[Given entries]
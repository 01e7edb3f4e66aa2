//! Settings, which are configurable using environment variables prefixed by `DICOMWEB_PATH_`.
use camino::Utf8PathBuf;
use figment::Figment;
use figment::providers::Env;
use serde::Deserialize;

use crate::filesystem::DEFAULT_BASE_DIR;

#[derive(Debug, Deserialize, PartialEq)]
pub struct Settings {
    /// Directory under which DICOM instances are stored.
    #[serde(default = "default_files_root")]
    pub files_root: Utf8PathBuf,
    /// Base URL of the DICOMweb server.
    #[serde(default)]
    pub host: Option<String>,
    #[serde(default)]
    pub verbose: bool,
}

impl Default for Settings {
    fn default() -> Self {
        Self {
            files_root: default_files_root(),
            host: None,
            verbose: false,
        }
    }
}

fn default_files_root() -> Utf8PathBuf {
    Utf8PathBuf::from(DEFAULT_BASE_DIR)
}

fn get_config() -> Figment {
    Figment::new().merge(Env::prefixed("DICOMWEB_PATH_"))
}

impl Settings {
    pub fn from_env() -> Result<Self, figment::Error> {
        get_config().extract()
    }
}
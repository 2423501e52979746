//! # Path Command
//!
//! Prints each repository's working directory, optionally dropping
//! repositories whose path does not contain a search string. The one
//! built-in that uses the keep/drop seam: a non-matching repository is
//! absent from the report, not shown with an empty line.

use crate::repository::Repository;

/// The `path` operation.
#[derive(Debug, Clone)]
pub struct PathOp {
    needle: Option<String>,
}

impl PathOp {
    /// An optional first argument narrows the output to matching paths.
    pub fn new(args: Vec<String>) -> PathOp {
        PathOp {
            needle: args.into_iter().next().filter(|a| !a.is_empty()),
        }
    }

    pub fn execute(&self, repository: Repository) -> Option<Repository> {
        if let Some(needle) = &self.needle {
            let path = repository.work_dir().to_string_lossy();
            if !path.contains(needle.as_str()) {
                return None;
            }
        }
        Some(repository)
    }

    pub fn line(&self, repository: &Repository) -> String {
        repository.work_dir().display().to_string()
    }
}
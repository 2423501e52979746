//! # Report Rendering
//!
//! Plain-text rendering for the collated report: a left-justified column
//! table with a header and dashes separator, and the connector-row layout
//! used when one repository's output value spans several lines.
//!
//! Column widths are measured in characters, columns are joined with a
//! two-space gutter, and the final column is never padded so lines do not
//! carry trailing whitespace.

/// Render rows as a text table.
///
/// When a `header` is given it is emitted first, followed by a separator
/// row of dashes sized to each column. Rows may be ragged; width bookkeeping
/// grows to the longest row seen.
pub fn text_table(header: Option<&[String]>, rows: &[Vec<String>]) -> String {
    let mut widths: Vec<usize> = Vec::new();

    if let Some(header) = header {
        for column in header {
            widths.push(display_width(column));
        }
    }
    for row in rows {
        if widths.len() < row.len() {
            widths.resize(row.len(), 0);
        }
        for (idx, column) in row.iter().enumerate() {
            let width = display_width(column);
            if width > widths[idx] {
                widths[idx] = width;
            }
        }
    }

    let mut table: Vec<&[String]> = Vec::with_capacity(rows.len() + 2);
    let separator: Vec<String>;
    if let Some(header) = header {
        separator = widths.iter().map(|w| "-".repeat(*w)).collect();
        table.push(header);
        table.push(&separator);
    }
    table.extend(rows.iter().map(|row| row.as_slice()));

    let columns = widths.len();
    let mut out = String::new();
    for row in table {
        for (idx, column) in row.iter().enumerate() {
            if idx > 0 {
                out.push_str("  ");
            }
            out.push_str(column);

            let width = display_width(column);
            if idx + 1 < columns && width < widths[idx] {
                out.push_str(&" ".repeat(widths[idx] - width));
            }
        }
        out.push('\n');
    }

    out
}

/// Lay out one name/value pair as table rows.
///
/// A single-line value yields one plain row. A multi-line value yields one
/// row per line with connector prefixes marking the first, middle and last
/// lines; only the first row carries the name.
pub fn format_row(name: &str, value: &str) -> Vec<Vec<String>> {
    let lines: Vec<&str> = value.lines().collect();

    if lines.len() <= 1 {
        return vec![vec![
            name.to_string(),
            lines.first().unwrap_or(&"").to_string(),
        ]];
    }

    let last = lines.len() - 1;
    lines
        .iter()
        .enumerate()
        .map(|(idx, line)| {
            let (label, connector) = match idx {
                0 => (name, "┌ "),
                _ if idx == last => ("", "└ "),
                _ => ("", "│ "),
            };
            vec![label.to_string(), format!("{connector}{line}")]
        })
        .collect()
}

fn display_width(text: &str) -> usize {
    text.chars().count()
}
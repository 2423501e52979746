//! # Fan-Out Execution
//!
//! The worker pool that applies one operation to every discovered
//! repository, and the collation step that restores discovery order
//! afterwards. Workers pull from the discovery channel, so a slow
//! repository never holds up the others; completion order is arbitrary and
//! the sequence sort at the end is what makes reports deterministic.
//!
//! Operations that attach a child process to the terminal run with a single
//! worker. Two children reading one terminal at once is never safe, so the
//! pool collapses rather than interleave them.

use std::thread;

use flume::Receiver;
use log::debug;

use crate::repository::Repository;

/// Workers pulling repositories in a batch run.
pub const WORKERS: usize = 5;

/// One run's unit of work, applied to each repository by the pool.
///
/// Implementations must be callable from several workers at once unless
/// they declare themselves interactive.
pub trait Execute: Sync {
    /// Whether the operation needs the terminal to itself. Interactive
    /// operations are serialized onto a single worker.
    fn interactive(&self) -> bool;

    /// Apply the operation to one repository. The returned descriptor, not
    /// the argument, flows into the report; `None` drops the repository
    /// from the report entirely.
    fn execute(&self, repository: Repository) -> Option<Repository>;
}

/// Drain the discovery channel through a worker pool and collate.
///
/// Returns the kept repositories sorted back into discovery order. The
/// call blocks until the walk has completed and every worker has finished.
pub fn run(input: Receiver<Repository>, operation: &dyn Execute) -> Vec<Repository> {
    let workers = if operation.interactive() { 1 } else { WORKERS };
    debug!("running with {workers} worker(s)");

    let (done_tx, done_rx) = flume::bounded(WORKERS);

    let mut results: Vec<Repository> = thread::scope(|scope| {
        for _ in 0..workers {
            let input = input.clone();
            let done = done_tx.clone();
            scope.spawn(move || {
                for repository in input.iter() {
                    if let Some(repository) = operation.execute(repository) {
                        if done.send(repository).is_err() {
                            return;
                        }
                    }
                }
            });
        }
        // Workers hold the remaining sender clones; the drain below ends
        // when the last of them finishes.
        drop(done_tx);

        done_rx.iter().collect()
    });

    results.sort_by_key(Repository::sequence);
    results
}
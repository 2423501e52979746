//! # Persisted Configuration
//!
//! `.githerd` files hold named flag presets ("shortcuts") and extra git
//! pass-through commands, in INI form:
//!
//! ```ini
//! [shortcut "work"]
//! root = ~/work
//! branch = develop
//!
//! [command "st"]
//! git = status --short
//! usage = Short status for each repository.
//! ```
//!
//! Files are searched in the current directory, its ancestors, and the
//! home directory; the nearest file defining a name wins. Everything is
//! loaded once at startup into an immutable [`Settings`] value that is
//! passed where it is needed. A file that fails to parse is reported and
//! skipped, not fatal.

use std::collections::{BTreeMap, HashMap};
use std::env;
use std::path::{Path, PathBuf};

use ini::Ini;
use log::{debug, warn};

use crate::error::{Error, Result};
use crate::repository::quoted_section;

/// File name looked for in each search location.
pub const CONFIG_FILENAME: &str = ".githerd";

/// A `command "<name>"` section: an extra git pass-through.
#[derive(Debug, Clone, PartialEq, Eq)]
pub struct CustomCommand {
    /// Tokens passed to git before the run's own arguments.
    pub git: Vec<String>,
    pub usage: Option<String>,
    pub help: Option<String>,
    pub interactive: bool,
}

/// Everything the configuration files contribute to a run.
#[derive(Debug, Default)]
pub struct Settings {
    shortcuts: HashMap<String, HashMap<String, String>>,
    commands: BTreeMap<String, CustomCommand>,
}

impl Settings {
    /// Load from the standard search locations.
    pub fn load() -> Settings {
        Settings::from_files(&ordered_config_files())
    }

    /// Load from an explicit ordered list of files, nearest first.
    pub fn from_files(paths: &[PathBuf]) -> Settings {
        let mut settings = Settings::default();

        for path in paths {
            let config = match Ini::load_from_file(path) {
                Ok(config) => config,
                Err(err) => {
                    warn!("cannot read configuration file {}: {err}", path.display());
                    continue;
                }
            };
            settings.absorb(&config, path);
        }

        settings
    }

    /// Fold one parsed file in. Earlier files already absorbed are nearer,
    /// so existing names are left alone.
    fn absorb(&mut self, config: &Ini, path: &Path) {
        for (section, properties) in config.iter() {
            let Some(section) = section else { continue };

            if let Some(name) = quoted_section(section, "shortcut") {
                if self.shortcuts.contains_key(name) {
                    continue;
                }
                let values: HashMap<String, String> = properties
                    .iter()
                    .map(|(key, value)| (key.to_lowercase(), value.to_string()))
                    .collect();
                debug!("shortcut \"{name}\" from {}", path.display());
                self.shortcuts.insert(name.to_string(), values);
            }

            if let Some(name) = quoted_section(section, "command") {
                if self.commands.contains_key(name) {
                    continue;
                }
                let Some(git) = properties.get("git") else {
                    warn!(
                        "ignoring command \"{name}\" in {}: no git subcommand",
                        path.display()
                    );
                    continue;
                };
                let command = CustomCommand {
                    git: git.split_whitespace().map(String::from).collect(),
                    usage: properties.get("usage").map(String::from),
                    help: properties.get("help").map(String::from),
                    interactive: truthy(properties.get("interactive")),
                };
                debug!("command \"{name}\" from {}", path.display());
                self.commands.insert(name.to_string(), command);
            }
        }
    }

    /// The flag preset registered under `name`.
    pub fn shortcut(&self, name: &str) -> Result<&HashMap<String, String>> {
        self.shortcuts
            .get(name)
            .ok_or_else(|| Error::UnknownShortcut {
                name: name.to_string(),
                hint: Some(format!(
                    "add a [shortcut \"{name}\"] section to {CONFIG_FILENAME}"
                )),
            })
    }

    /// Configuration-registered commands, in name order.
    pub fn commands(&self) -> &BTreeMap<String, CustomCommand> {
        &self.commands
    }
}

/// `yes`, `1` and `true` enable a flag value; anything else does not.
fn truthy(value: Option<&str>) -> bool {
    matches!(value, Some("yes") | Some("1") | Some("true"))
}

/// Configuration files in precedence order: the current directory, each
/// ancestor on the way up, then the home directory.
fn ordered_config_files() -> Vec<PathBuf> {
    let mut files = Vec::new();

    if let Ok(mut dir) = env::current_dir() {
        loop {
            let candidate = dir.join(CONFIG_FILENAME);
            if candidate.is_file() {
                files.push(candidate);
            }
            if !dir.pop() {
                break;
            }
        }
    }

    if let Some(home) = dirs::home_dir() {
        let candidate = home.join(CONFIG_FILENAME);
        if candidate.is_file() && !files.contains(&candidate) {
            files.push(candidate);
        }
    }

    files
}

#[cfg(test)]
mod tests {
    use super::*;
    use std::fs;
    use tempfile::TempDir;

    fn write_config(dir: &TempDir, name: &str, content: &str) -> PathBuf {
        let path = dir.path().join(name);
        fs::write(&path, content).unwrap();
        path
    }

    #[test]
    fn test_shortcut_values_and_lowercased_keys() {
        let dir = TempDir::new().unwrap();
        let path = write_config(
            &dir,
            ".githerd",
            "[shortcut \"work\"]\n\
             Root = /work\n\
             BRANCH = develop\n\
             depth = 2\n",
        );

        let settings = Settings::from_files(&[path]);
        let values = settings.shortcut("work").unwrap();
        assert_eq!(values.get("root").map(String::as_str), Some("/work"));
        assert_eq!(values.get("branch").map(String::as_str), Some("develop"));
        assert_eq!(values.get("depth").map(String::as_str), Some("2"));
    }

    #[test]
    fn test_unknown_shortcut_reports_a_hint() {
        let settings = Settings::default();
        match settings.shortcut("missing") {
            Err(Error::UnknownShortcut { name, hint }) => {
                assert_eq!(name, "missing");
                assert!(hint.unwrap().contains(".githerd"));
            }
            other => panic!("expected UnknownShortcut, got {other:?}"),
        }
    }

    #[test]
    fn test_nearest_file_wins() {
        let dir = TempDir::new().unwrap();
        let near = write_config(&dir, "near", "[shortcut \"work\"]\nbranch = develop\n");
        let far = write_config(
            &dir,
            "far",
            "[shortcut \"work\"]\nbranch = release\n\
             [shortcut \"play\"]\nname = toys\n",
        );

        let settings = Settings::from_files(&[near, far]);
        let work = settings.shortcut("work").unwrap();
        assert_eq!(work.get("branch").map(String::as_str), Some("develop"));
        // Names only the farther file defines are still visible.
        assert!(settings.shortcut("play").is_ok());
    }

    #[test]
    fn test_custom_command_parsing() {
        let dir = TempDir::new().unwrap();
        let path = write_config(
            &dir,
            ".githerd",
            "[command \"st\"]\n\
             git = status --short\n\
             usage = Short status.\n\
             [command \"sw\"]\n\
             git = switch\n\
             interactive = yes\n",
        );

        let settings = Settings::from_files(&[path]);
        let st = settings.commands().get("st").unwrap();
        assert_eq!(st.git, ["status", "--short"]);
        assert_eq!(st.usage.as_deref(), Some("Short status."));
        assert_eq!(st.help, None);
        assert!(!st.interactive);

        let sw = settings.commands().get("sw").unwrap();
        assert_eq!(sw.git, ["switch"]);
        assert!(sw.interactive);
    }

    #[test]
    fn test_command_without_git_key_is_ignored() {
        let dir = TempDir::new().unwrap();
        let path = write_config(&dir, ".githerd", "[command \"broken\"]\nusage = Nope.\n");

        let settings = Settings::from_files(&[path]);
        assert!(settings.commands().is_empty());
    }

    #[test]
    fn test_unparseable_file_is_skipped() {
        let dir = TempDir::new().unwrap();
        let bad = write_config(&dir, "bad", "[unterminated\n");
        let good = write_config(&dir, "good", "[shortcut \"work\"]\nbranch = develop\n");

        let settings = Settings::from_files(&[bad, good]);
        assert!(settings.shortcut("work").is_ok());
    }

    #[test]
    fn test_missing_file_is_skipped() {
        let dir = TempDir::new().unwrap();
        let settings = Settings::from_files(&[dir.path().join("absent")]);
        assert!(settings.commands().is_empty());
    }

    #[test]
    fn test_truthy() {
        assert!(truthy(Some("yes")));
        assert!(truthy(Some("1")));
        assert!(truthy(Some("true")));
        assert!(!truthy(Some("no")));
        assert!(!truthy(Some("")));
        assert!(!truthy(None));
    }
}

[Problem to work on]
Look through the entries and return each line that has the word "warn" in it.

[Exercise solution]
use log::{debug, warn};
                    warn!("cannot read configuration file {}: {err}", path.display());
                    warn!(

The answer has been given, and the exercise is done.